From the entries below, return exactly the lines beginning at the one that contains "let mut rng" and ending at the one that contains "let spectrum = Spectrum::new(&signal, 32.).unwrap();", both of them included, and only those lines.

— SUPPLIED DATA —

· · ·

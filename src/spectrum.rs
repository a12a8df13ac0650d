//! Narrow-band spectral transform of a sampled signal

use rustfft::{num_complex::Complex, FftPlanner};

#[derive(thiserror::Error, Debug)]
pub enum SpectrumError {
    #[error("cannot transform an empty signal")]
    EmptySignal,
    #[error("a {0} sample signal has no positive-frequency bin")]
    ShortSignal(usize),
    #[error("sampling rate {0} is not strictly positive")]
    BadSamplingRate(f64),
}

/// One-sided normalized amplitude spectrum
///
/// The FFT output is scaled by `1/n` and only the strictly-positive frequency
/// bins are kept: no DC term and, for even signal lengths, no Nyquist bin.
/// A pure sine of amplitude `A` therefore shows up with amplitude `A/2`.
#[derive(Debug)]
pub struct Spectrum {
    frequency: Vec<f64>,
    amplitude: Vec<f64>,
}
impl Spectrum {
    /// Transforms a signal sampled at `sampling_rate` points per unit time
    ///
    /// e.g. a sampling rate of 365 on a year of daily means resolves
    /// frequencies in cycles per year.
    pub fn new(signal: &[f64], sampling_rate: f64) -> Result<Self, SpectrumError> {
        if signal.is_empty() {
            return Err(SpectrumError::EmptySignal);
        }
        // 1 and 2 sample signals only carry DC (and Nyquist) content
        if signal.len() < 3 {
            return Err(SpectrumError::ShortSignal(signal.len()));
        }
        if !(sampling_rate > 0.) {
            return Err(SpectrumError::BadSamplingRate(sampling_rate));
        }
        let n = signal.len();
        let mut buffer: Vec<Complex<f64>> =
            signal.iter().map(|&x| Complex::new(x, 0.)).collect();
        FftPlanner::new().plan_fft_forward(n).process(&mut buffer);

        let half = (n - 1) / 2;
        let df = sampling_rate / n as f64;
        let frequency = (1..=half).map(|k| k as f64 * df).collect();
        let amplitude = (1..=half).map(|k| buffer[k].norm() / n as f64).collect();
        Ok(Self {
            frequency,
            amplitude,
        })
    }
    pub fn frequency(&self) -> &[f64] {
        &self.frequency
    }
    pub fn amplitude(&self) -> &[f64] {
        &self.amplitude
    }
    pub fn len(&self) -> usize {
        self.frequency.len()
    }
    pub fn is_empty(&self) -> bool {
        self.frequency.is_empty()
    }
    /// Iterator over the (frequency, amplitude) bins
    pub fn iter(&self) -> impl Iterator<Item = (f64, f64)> + '_ {
        self.frequency
            .iter()
            .copied()
            .zip(self.amplitude.iter().copied())
    }
    /// The (frequency, amplitude) of the strongest bin
    pub fn peak(&self) -> Option<(f64, f64)> {
        self.iter()
            .fold(None, |peak: Option<(f64, f64)>, bin| match peak {
                Some(p) if p.1 >= bin.1 => Some(p),
                _ => Some(bin),
            })
    }
}

#[cfg(test)]
mod tests {
    use super::*;
    use rand::{rngs::StdRng, Rng, SeedableRng};
    use std::f64::consts::TAU;

    fn sine(n: usize, fs: f64, f0: f64, a: f64) -> Vec<f64> {
        (0..n).map(|t| a * (TAU * f0 * t as f64 / fs).sin()).collect()
    }

    #[test]
    fn empty_and_bad_rate() {
        assert!(matches!(
            Spectrum::new(&[], 1.),
            Err(SpectrumError::EmptySignal)
        ));
        assert!(matches!(
            Spectrum::new(&[1., 2., 3.], 0.),
            Err(SpectrumError::BadSamplingRate(_))
        ));
    }

    #[test]
    fn short_signal() {
        assert!(matches!(
            Spectrum::new(&[1.], 1.),
            Err(SpectrumError::ShortSignal(1))
        ));
        assert!(matches!(
            Spectrum::new(&[1., 2.], 1.),
            Err(SpectrumError::ShortSignal(2))
        ));
        // 3 samples is the shortest signal with a positive-frequency bin
        let spectrum = Spectrum::new(&[1., 2., 3.], 3.).unwrap();
        assert_eq!(spectrum.len(), 1);
        assert!(spectrum.peak().is_some());
    }

    #[test]
    fn pure_sine_peak() {
        let spectrum = Spectrum::new(&sine(64, 64., 5., 2.), 64.).unwrap();
        // one-sided without DC and Nyquist
        assert_eq!(spectrum.len(), 31);
        assert_eq!(spectrum.frequency()[0], 1.);
        let (f0, a) = spectrum.peak().unwrap();
        assert!((f0 - 5.).abs() < 1e-12);
        assert!((a - 1.).abs() < 1e-9);
    }

    #[test]
    fn noisy_sine_peak() {
        let mut rng = StdRng::seed_from_u64(42);
        let signal: Vec<f64> = sine(256, 32., 4., 1.)
            .into_iter()
            .map(|x| x + rng.gen_range(-0.05..0.05))
            .collect();
        let spectrum = Spectrum::new(&signal, 32.).unwrap();
        let (f0, _) = spectrum.peak().unwrap();
        assert!((f0 - 4.).abs() < 1e-9);
    }
}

· · ·

— RESPONSE BELOW —
        let mut rng = StdRng::seed_from_u64(42);
        let signal: Vec<f64> = sine(256, 32., 4., 1.)
            .into_iter()
            .map(|x| x + rng.gen_range(-0.05..0.05))
            .collect();
        let spectrum = Spectrum::new(&signal, 32.).unwrap();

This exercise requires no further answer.